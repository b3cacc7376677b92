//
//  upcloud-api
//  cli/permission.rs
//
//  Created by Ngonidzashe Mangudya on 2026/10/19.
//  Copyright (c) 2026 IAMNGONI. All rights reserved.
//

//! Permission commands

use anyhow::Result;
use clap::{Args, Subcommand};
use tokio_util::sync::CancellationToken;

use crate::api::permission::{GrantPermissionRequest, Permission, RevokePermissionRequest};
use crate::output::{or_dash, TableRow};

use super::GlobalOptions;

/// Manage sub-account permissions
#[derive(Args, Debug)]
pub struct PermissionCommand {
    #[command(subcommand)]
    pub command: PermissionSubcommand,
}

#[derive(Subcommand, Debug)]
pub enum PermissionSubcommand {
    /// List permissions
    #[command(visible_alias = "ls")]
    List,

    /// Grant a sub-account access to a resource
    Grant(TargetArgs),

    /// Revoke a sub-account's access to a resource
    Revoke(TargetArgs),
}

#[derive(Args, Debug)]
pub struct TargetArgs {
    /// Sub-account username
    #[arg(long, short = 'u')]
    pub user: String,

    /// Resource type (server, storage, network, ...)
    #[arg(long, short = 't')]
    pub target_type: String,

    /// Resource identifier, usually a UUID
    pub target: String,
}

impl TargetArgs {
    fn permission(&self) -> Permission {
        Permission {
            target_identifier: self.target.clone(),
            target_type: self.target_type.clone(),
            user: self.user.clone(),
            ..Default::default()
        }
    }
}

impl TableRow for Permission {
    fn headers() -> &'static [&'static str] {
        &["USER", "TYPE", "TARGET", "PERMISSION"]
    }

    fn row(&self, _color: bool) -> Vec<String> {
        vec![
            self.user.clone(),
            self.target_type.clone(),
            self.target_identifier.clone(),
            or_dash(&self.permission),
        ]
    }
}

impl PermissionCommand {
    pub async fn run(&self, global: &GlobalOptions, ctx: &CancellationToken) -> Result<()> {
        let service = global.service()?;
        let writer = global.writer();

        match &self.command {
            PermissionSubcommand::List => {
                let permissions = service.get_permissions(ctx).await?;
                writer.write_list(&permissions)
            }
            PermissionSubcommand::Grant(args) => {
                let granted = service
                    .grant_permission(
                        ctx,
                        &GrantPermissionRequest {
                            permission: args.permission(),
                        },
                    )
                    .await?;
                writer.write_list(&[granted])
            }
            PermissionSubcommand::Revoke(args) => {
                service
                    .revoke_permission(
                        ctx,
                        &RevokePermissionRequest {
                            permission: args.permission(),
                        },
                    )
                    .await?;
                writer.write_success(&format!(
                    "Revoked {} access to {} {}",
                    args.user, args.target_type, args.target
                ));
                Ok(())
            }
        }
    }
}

> [Your objective] The records above should be restated word for word, please.

> [Response for this exercise]
repository b3cacc7376677b92
//
//  upcloud-api
//  cli/permission.rs
//
//  Created by Ngonidzashe Mangudya on 2026/10/19.
//  Copyright (c) 2026 IAMNGONI. All rights reserved.
//

//! Permission commands

use anyhow::Result;
use clap::{Args, Subcommand};
use tokio_util::sync::CancellationToken;

use crate::api::permission::{GrantPermissionRequest, Permission, RevokePermissionRequest};
use crate::output::{or_dash, TableRow};

use super::GlobalOptions;

/// Manage sub-account permissions
#[derive(Args, Debug)]
pub struct PermissionCommand {
    #[command(subcommand)]
    pub command: PermissionSubcommand,
}

#[derive(Subcommand, Debug)]
pub enum PermissionSubcommand {
    /// List permissions
    #[command(visible_alias = "ls")]
    List,

    /// Grant a sub-account access to a resource
    Grant(TargetArgs),

    /// Revoke a sub-account's access to a resource
    Revoke(TargetArgs),
}

#[derive(Args, Debug)]
pub struct TargetArgs {
    /// Sub-account username
    #[arg(long, short = 'u')]
    pub user: String,

    /// Resource type (server, storage, network, ...)
    #[arg(long, short = 't')]
    pub target_type: String,

    /// Resource identifier, usually a UUID
    pub target: String,
}

impl TargetArgs {
    fn permission(&self) -> Permission {
        Permission {
            target_identifier: self.target.clone(),
            target_type: self.target_type.clone(),
            user: self.user.clone(),
            ..Default::default()
        }
    }
}

impl TableRow for Permission {
    fn headers() -> &'static [&'static str] {
        &["USER", "TYPE", "TARGET", "PERMISSION"]
    }

    fn row(&self, _color: bool) -> Vec<String> {
        vec![
            self.user.clone(),
            self.target_type.clone(),
            self.target_identifier.clone(),
            or_dash(&self.permission),
        ]
    }
}

impl PermissionCommand {
    pub async fn run(&self, global: &GlobalOptions, ctx: &CancellationToken) -> Result<()> {
        let service = global.service()?;
        let writer = global.writer();

        match &self.command {
            PermissionSubcommand::List => {
                let permissions = service.get_permissions(ctx).await?;
                writer.write_list(&permissions)
            }
            PermissionSubcommand::Grant(args) => {
                let granted = service
                    .grant_permission(
                        ctx,
                        &GrantPermissionRequest {
                            permission: args.permission(),
                        },
                    )
                    .await?;
                writer.write_list(&[granted])
            }
            PermissionSubcommand::Revoke(args) => {
                service
                    .revoke_permission(
                        ctx,
                        &RevokePermissionRequest {
                            permission: args.permission(),
                        },
                    )
                    .await?;
                writer.write_success(&format!(
                    "Revoked {} access to {} {}",
                    args.user, args.target_type, args.target
                ));
                Ok(())
            }
        }
    }
}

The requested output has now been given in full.